*Task description*. The full set of entries below is to be returned unchanged.

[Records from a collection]
= Beginning of Section =

//! The bilinear square element.
//!
//! # Submodules
//!
//! - [`shape`] - Shape functions and their derivatives
//! - [`gauss`] - Gauss quadrature rules for numerical integration
//! - [`quad4`] - Strain-displacement operator and stiffness integration

pub mod gauss;
pub mod quad4;
pub mod shape;

pub use gauss::{gauss_1d, gauss_quad, GaussPoint};
pub use quad4::{
    element_stiffness, strain_displacement, strain_displacement_polynomials, Integration,
    Quad4PlaneStress,
};
pub use shape::{node_coordinates, shape_function_derivatives, shape_functions, shape_polynomials};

= End of Section =

*Answer to this exercise*.
//! The bilinear square element.
//!
//! # Submodules
//!
//! - [`shape`] - Shape functions and their derivatives
//! - [`gauss`] - Gauss quadrature rules for numerical integration
//! - [`quad4`] - Strain-displacement operator and stiffness integration

pub mod gauss;
pub mod quad4;
pub mod shape;

pub use gauss::{gauss_1d, gauss_quad, GaussPoint};
pub use quad4::{
    element_stiffness, strain_displacement, strain_displacement_polynomials, Integration,
    Quad4PlaneStress,
};
pub use shape::{node_coordinates, shape_function_derivatives, shape_functions, shape_polynomials};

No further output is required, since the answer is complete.